NOX2 OXIDASE AS A THERAPEUTIC TARGET IN INFLUENZA A VIRUS‐INDUCED LUNG INJURY

Continuing threats of new pandemic strains of influenza A virus highlight an urgent need for novel pharmacological strategies that reduce viral replication and the lung pathology, irrespective of the infecting strain. The pathology to pandemic influenza consists of a persistent infiltration of inflammatory cells into the airways leading to excessive reactive oxygen species (ROS) production. We investigated the primary source of inflammatory cell ROS, Nox2 oxidase, as a pharmacological target against influenza A viruses of varying virulence. Wild‐type (C57BL/6) and Nox2 −/− mice were infected with influenza A virus of mild (H3N2; 10 4 PFU/mouse) or high (H1N1; 50 PFU/mouse) virulence.

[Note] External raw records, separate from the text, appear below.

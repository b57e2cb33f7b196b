//! Two-class linear discriminant analysis.
//!
//! The estimator solves the generalized eigenproblem `Sb·w = λ·Sw·w` by
//! whitening the within-class scatter `Sw` and diagonalizing the whitened
//! between-class scatter `Sb`. Directions of `Sw` whose eigenvalue falls below
//! `tol · λ_max` are dropped, so rank-deficient inputs (fewer rows than
//! dimensions) still produce a usable subspace.
//!
//! With two classes `Sb` has rank one: the first component is the only one
//! with a non-zero eigenvalue. Further components are orthogonal (in the
//! whitened metric) to it and carry no separating information. They are still
//! returned when requested.

use nalgebra::{DMatrix, SymmetricEigen};
use ndarray::{Array1, Array2, ArrayView2, Axis};

use crate::centroid::check_degenerate;
use crate::config::{AxisConfig, DiscriminantConfig, Shrinkage};
use crate::error::AxisError;
use crate::linalg::{from_dmatrix, group_mean, to_dmatrix};
use crate::model::ReferenceState;
use crate::strategy::{AxisProjection, AxisStrategy};

/// A fitted two-class discriminant.
#[derive(Clone, Debug, PartialEq)]
pub struct LinearDiscriminant {
    /// Class means, `2 x D`.
    means: Array2<f64>,
    /// Normalized class priors.
    priors: [f64; 2],
    /// Prior-weighted grand mean; rows are centred on it before projection.
    xbar: Array1<f64>,
    /// Projection matrix, `D x k`.
    scalings: Array2<f64>,
    /// Share of between-class variance carried by each kept component.
    explained_variance_ratio: Array1<f64>,
}

impl LinearDiscriminant {
    /// Fit on `x` (`N x D`) with group ids `y` in `{0, 1}`.
    pub fn fit(
        x: ArrayView2<'_, f64>,
        y: &[u8],
        cfg: &DiscriminantConfig,
    ) -> Result<Self, AxisError> {
        cfg.validate()?;
        let (n, d) = x.dim();
        if y.len() != n {
            return Err(AxisError::DimensionMismatch(format!(
                "{} group ids for {n} rows",
                y.len()
            )));
        }
        if d == 0 {
            return Err(AxisError::DimensionMismatch(
                "embeddings have zero columns".to_string(),
            ));
        }
        if x.iter().any(|v| !v.is_finite()) {
            return Err(AxisError::Linalg(
                "embeddings contain non-finite values".to_string(),
            ));
        }
        if y.iter().any(|&id| id > 1) {
            return Err(AxisError::InvalidGroupComposition(
                "group ids must be 0 or 1".to_string(),
            ));
        }

        let mean0 = group_mean(x, y, 0)?;
        let mean1 = group_mean(x, y, 1)?;
        let priors = resolve_priors(cfg, y)?;
        let xbar = &mean0 * priors[0] + &mean1 * priors[1];

        // Within-class scatter: prior-weighted class covariances.
        let mut sw = Array2::<f64>::zeros((d, d));
        for (group, mean) in [(0u8, &mean0), (1u8, &mean1)] {
            let centered = class_rows(x, y, group) - mean;
            let cov = class_covariance(centered.view(), cfg.shrinkage);
            sw.scaled_add(priors[group as usize], &cov);
        }

        // Between-class scatter.
        let mut sb = Array2::<f64>::zeros((d, d));
        for (group, mean) in [(0usize, &mean0), (1usize, &mean1)] {
            let diff = (mean - &xbar).insert_axis(Axis(1));
            sb.scaled_add(priors[group], &diff.dot(&diff.t()));
        }

        let whitening = whitening_basis(&sw, cfg.tol)?;
        let rank = whitening.ncols();
        if cfg.n_components > rank {
            return Err(AxisError::DimensionMismatch(format!(
                "requested {} discriminant components but the within-class scatter has rank {rank}",
                cfg.n_components
            )));
        }

        let whitened_sb = whitening.t().dot(&sb).dot(&whitening);
        let (eigenvalues, eigenvectors) = sorted_eigen(&whitened_sb)?;
        let k = cfg.n_components;
        let mut scalings = whitening.dot(&eigenvectors.slice(ndarray::s![.., ..k]));

        // Group 1 projects above group 0 on the first component; the rest get
        // a deterministic sign.
        let direction = &mean1 - &mean0;
        for (c, mut col) in scalings.axis_iter_mut(Axis(1)).enumerate() {
            let flip = if c == 0 {
                col.dot(&direction) < 0.0
            } else {
                col.iter()
                    .copied()
                    .fold(0.0f64, |best, v| if v.abs() > best.abs() { v } else { best })
                    < 0.0
            };
            if flip {
                col.mapv_inplace(|v| -v);
            }
        }

        let clamped = eigenvalues.mapv(|v| v.max(0.0));
        let total = clamped.sum();
        let explained_variance_ratio = if total > 0.0 {
            clamped.slice(ndarray::s![..k]).mapv(|v| v / total)
        } else {
            Array1::zeros(k)
        };

        let mut means = Array2::<f64>::zeros((2, d));
        means.row_mut(0).assign(&mean0);
        means.row_mut(1).assign(&mean1);

        Ok(Self {
            means,
            priors,
            xbar,
            scalings,
            explained_variance_ratio,
        })
    }

    /// Project `x` (`M x D`) into the discriminant subspace (`M x k`).
    pub fn transform(&self, x: ArrayView2<'_, f64>) -> Result<Array2<f64>, AxisError> {
        if x.ncols() != self.xbar.len() {
            return Err(AxisError::DimensionMismatch(format!(
                "expected {} columns, got {}",
                self.xbar.len(),
                x.ncols()
            )));
        }
        Ok((&x - &self.xbar).dot(&self.scalings))
    }

    pub fn scalings(&self) -> &Array2<f64> {
        &self.scalings
    }

    pub fn means(&self) -> &Array2<f64> {
        &self.means
    }

    pub fn xbar(&self) -> &Array1<f64> {
        &self.xbar
    }

    pub fn priors(&self) -> [f64; 2] {
        self.priors
    }

    pub fn explained_variance_ratio(&self) -> &Array1<f64> {
        &self.explained_variance_ratio
    }

    pub fn n_components(&self) -> usize {
        self.scalings.ncols()
    }
}

fn resolve_priors(cfg: &DiscriminantConfig, y: &[u8]) -> Result<[f64; 2], AxisError> {
    let raw = match &cfg.priors {
        Some(p) => [p[0], p[1]],
        None => {
            let ones = y.iter().filter(|&&id| id == 1).count() as f64;
            [y.len() as f64 - ones, ones]
        }
    };
    let total = raw[0] + raw[1];
    if total <= 0.0 {
        return Err(AxisError::InvalidConfig(
            "priors must have a positive sum".to_string(),
        ));
    }
    Ok([raw[0] / total, raw[1] / total])
}

fn class_rows(x: ArrayView2<'_, f64>, y: &[u8], group: u8) -> Array2<f64> {
    let rows: Vec<usize> = y
        .iter()
        .enumerate()
        .filter_map(|(i, &id)| (id == group).then_some(i))
        .collect();
    x.select(Axis(0), &rows)
}

/// Biased covariance of already-centred rows, optionally shrunk towards `μ·I`.
fn class_covariance(centered: ArrayView2<'_, f64>, shrinkage: Option<Shrinkage>) -> Array2<f64> {
    let n = centered.nrows() as f64;
    let mut cov = centered.t().dot(&centered) / n;
    let alpha = match shrinkage {
        None => return cov,
        Some(Shrinkage::Fixed(alpha)) => alpha,
        Some(Shrinkage::Auto) => ledoit_wolf_shrinkage(centered),
    };
    let d = cov.nrows();
    let mu = cov.diag().sum() / d as f64;
    cov *= 1.0 - alpha;
    for i in 0..d {
        cov[[i, i]] += alpha * mu;
    }
    cov
}

/// Ledoit-Wolf optimal shrinkage intensity for centred data.
pub(crate) fn ledoit_wolf_shrinkage(x: ArrayView2<'_, f64>) -> f64 {
    let (n, d) = x.dim();
    if n <= 1 || d == 0 {
        return 0.0;
    }
    let (n, d) = (n as f64, d as f64);
    let x2 = x.mapv(|v| v * v);
    let emp_cov_trace = x2.sum_axis(Axis(0)) / n;
    let trace_sum = emp_cov_trace.sum();
    let mu = trace_sum / d;

    let beta_ = x2.t().dot(&x2).sum();
    let delta_ = x.t().dot(&x).mapv(|v| v * v).sum() / (n * n);

    let beta = (beta_ / n - delta_) / (d * n);
    let delta = (delta_ - 2.0 * mu * trace_sum + d * mu * mu) / d;
    let beta = beta.min(delta);
    if beta <= 0.0 || delta <= 0.0 {
        0.0
    } else {
        beta / delta
    }
}

/// `V_r · Λ_r^{-1/2}` over the eigenpairs of `sw` kept by the tolerance.
fn whitening_basis(sw: &Array2<f64>, tol: f64) -> Result<Array2<f64>, AxisError> {
    let (values, vectors) = sorted_eigen(sw)?;
    let max = values.iter().copied().fold(0.0f64, f64::max);
    if max <= 0.0 {
        return Err(AxisError::Linalg(
            "within-class scatter is zero; every group is a single point".to_string(),
        ));
    }
    let kept: Vec<usize> = values
        .iter()
        .enumerate()
        .filter_map(|(i, &v)| (v > tol * max).then_some(i))
        .collect();
    let mut basis = vectors.select(Axis(1), &kept);
    for (mut col, &i) in basis.axis_iter_mut(Axis(1)).zip(&kept) {
        col /= values[i].sqrt();
    }
    Ok(basis)
}

/// Symmetric eigen-decomposition with eigenvalues in descending order.
fn sorted_eigen(m: &Array2<f64>) -> Result<(Array1<f64>, Array2<f64>), AxisError> {
    let dm: DMatrix<f64> = to_dmatrix(m.view());
    let eig = SymmetricEigen::try_new(dm, f64::EPSILON, 0)
        .ok_or_else(|| AxisError::Linalg("symmetric eigen-decomposition did not converge".into()))?;
    let mut order: Vec<usize> = (0..eig.eigenvalues.len()).collect();
    order.sort_by(|&a, &b| eig.eigenvalues[b].total_cmp(&eig.eigenvalues[a]));
    let values = Array1::from_iter(order.iter().map(|&i| eig.eigenvalues[i]));
    let vectors = from_dmatrix(&eig.eigenvectors).select(Axis(1), &order);
    Ok((values, vectors))
}

/// Discriminant-subspace strategy.
#[derive(Clone, Debug, Default)]
pub struct DiscriminantAxis {
    axis: AxisConfig,
    config: DiscriminantConfig,
}

impl DiscriminantAxis {
    pub fn new(axis: AxisConfig, config: DiscriminantConfig) -> Self {
        Self { axis, config }
    }

    pub fn config(&self) -> &DiscriminantConfig {
        &self.config
    }
}

impl AxisStrategy for DiscriminantAxis {
    fn name(&self) -> &'static str {
        "discriminant"
    }

    fn axis_config(&self) -> &AxisConfig {
        &self.axis
    }

    fn project(
        &self,
        reference: &ReferenceState,
        targets: ArrayView2<'_, f64>,
    ) -> Result<AxisProjection, AxisError> {
        let emb = reference.embeddings.view();
        let lda = LinearDiscriminant::fit(emb, &reference.groups.ids, &self.config)?;

        // Distance between the projected class means along the first component.
        let diff = &lda.means.row(1) - &lda.means.row(0);
        let separation = diff.dot(&lda.scalings.column(0)).abs();
        check_degenerate(separation, &self.axis, self.name())?;

        let projected_targets = lda.transform(targets)?;
        let projected_reference = lda.transform(emb)?;
        let axis = lda.scalings.column(0).to_owned();

        Ok(AxisProjection {
            targets: projected_targets,
            reference: projected_reference,
            axis,
            discriminant: Some(lda),
        })
    }
}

Lungs of Nox2 −/− mice displayed a substantial reduction in viral titer, airways inflammation and oedema compared to WT mice. Airway macrophages, neutrophils and T cells of Nox2 −/− mice produced minimal superoxide compared to controls. The magnitude of airway and spleen influenza‐specific DbNP366+ and DbPA224+ CD8 + T cells were similar in WT and Nox2 −/− mice indicating that the adaptive immune response that clears virus is preserved in Nox2 −/− mice. In vivo treatment with the Nox2 inhibitor apocynin significantly suppressed viral titer, airways inflammation and inflammatory cell superoxide following H3N2 or H1N1 infection. In conclusion, Nox2 inhibition should be considered for seasonal and pandemic control of influenza A virus.